I'd look at it this way, Matt. It's a $69 humidor and will cost you $18 shipping, and $2 insurance to return to manufacturer for exchange. I'd just season it and then keep an eye on the hygrometer and see if it holds. Get your humidor seasoned with the distilled water method and while that's prepping, salt test your hygrometer and get started. All that info is here as well.

The "resistance" test is good if you are at a store, or at some guys house looking to pick up a second hand humidor. 
But in the case of getting one shipped to you, usually guys are testing the humidors only if they suspect that it leaks due to difficulty retaining humidity. So in that case, yeah possibly you are a little overly concerned. The thing is already at your house. My advice is just season it and see if it holds.

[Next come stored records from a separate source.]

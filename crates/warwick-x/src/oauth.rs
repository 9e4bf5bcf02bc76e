//! OAuth 1.0a request signing (RFC 5849, HMAC-SHA1), the scheme X uses for
//! user-context requests.

use base64::{Engine as _, engine::general_purpose::STANDARD};
use hmac::{Hmac, Mac};
use sha1::Sha1;

use crate::error::{Result, XError};

type HmacSha1 = Hmac<Sha1>;

const SIGNATURE_METHOD: &str = "HMAC-SHA1";
const VERSION: &str = "1.0";

/// Consumer and token credentials used to sign requests.
#[derive(Clone, Copy)]
pub struct Credentials<'a> {
    pub consumer_key: &'a str,
    pub consumer_secret: &'a str,
    pub token: &'a str,
    pub token_secret: &'a str,
}

/// RFC 3986 percent-encoding: everything except `A-Z a-z 0-9 - . _ ~`.
pub fn encode(value: &str) -> String {
    urlencoding::encode(value).into_owned()
}

/// Build the `Authorization` header for a request with a fresh nonce and timestamp.
///
/// `url` must not carry a query string; query and form parameters go in `params`.
pub fn authorization_header(
    creds: Credentials<'_>,
    method: &str,
    url: &str,
    params: &[(&str, &str)],
) -> Result<String> {
    let nonce = uuid::Uuid::new_v4().simple().to_string();
    let timestamp = chrono::Utc::now().timestamp().to_string();
    authorization_header_with(creds, method, url, params, &nonce, &timestamp)
}

pub fn authorization_header_with(
    creds: Credentials<'_>,
    method: &str,
    url: &str,
    params: &[(&str, &str)],
    nonce: &str,
    timestamp: &str,
) -> Result<String> {
    let mut oauth_params = vec![
        ("oauth_consumer_key", creds.consumer_key),
        ("oauth_nonce", nonce),
        ("oauth_signature_method", SIGNATURE_METHOD),
        ("oauth_timestamp", timestamp),
        ("oauth_token", creds.token),
        ("oauth_version", VERSION),
    ];

    let mut all_params = oauth_params.clone();
    all_params.extend_from_slice(params);

    let base = signature_base_string(method, url, &all_params);
    let signature = sign(&base, creds.consumer_secret, creds.token_secret)?;

    oauth_params.push(("oauth_signature", &signature));
    oauth_params.sort();

    let fields = oauth_params
        .iter()
        .map(|(k, v)| format!("{}=\"{}\"", encode(k), encode(v)))
        .collect::<Vec<_>>()
        .join(", ");

    Ok(format!("OAuth {fields}"))
}

pub fn signature_base_string(method: &str, url: &str, params: &[(&str, &str)]) -> String {
    let mut encoded: Vec<(String, String)> = params
        .iter()
        .map(|(k, v)| (encode(k), encode(v)))
        .collect();
    encoded.sort();

    let normalized = encoded
        .iter()
        .map(|(k, v)| format!("{k}={v}"))
        .collect::<Vec<_>>()
        .join("&");

    format!(
        "{}&{}&{}",
        method.to_ascii_uppercase(),
        encode(url),
        encode(&normalized)
    )
}

/// HMAC-SHA1 over `base` keyed by `consumer_secret&token_secret`, base64-encoded.
pub fn sign(base: &str, consumer_secret: &str, token_secret: &str) -> Result<String> {
    let key = format!("{}&{}", encode(consumer_secret), encode(token_secret));
    let mut mac =
        HmacSha1::new_from_slice(key.as_bytes()).map_err(|e| XError::Signing(e.to_string()))?;
    mac.update(base.as_bytes());
    Ok(STANDARD.encode(mac.finalize().into_bytes()))
}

If you get a new outdoor grill, you can test it forever, but the real test is to cook something in it. In this case, there are some "quick fixes" for minor humidor leaks. If it has a major problem you can always send it back after that.


----------



## Fuzzy (Jun 19, 2011)

Also, know that the seal may get better once the humidor has been seasoned. If it has sat in a dry environment like an A/C or heated warehouse for any length of time, the wood may have dried and the joints and edges might have shrunk may not match as well as when the wood is moist and maybe even swollen up.


----------



## Bondo 440 (Jul 24, 2012)

Fuzzy said:


> Also, know that the seal may get better once the humidor has been seasoned. If it has sat in a dry environment like an A/C or heated warehouse for any length of time, the wood may have dried and the joints and edges might have shrunk may not match as well as when the wood is moist and maybe even swollen up.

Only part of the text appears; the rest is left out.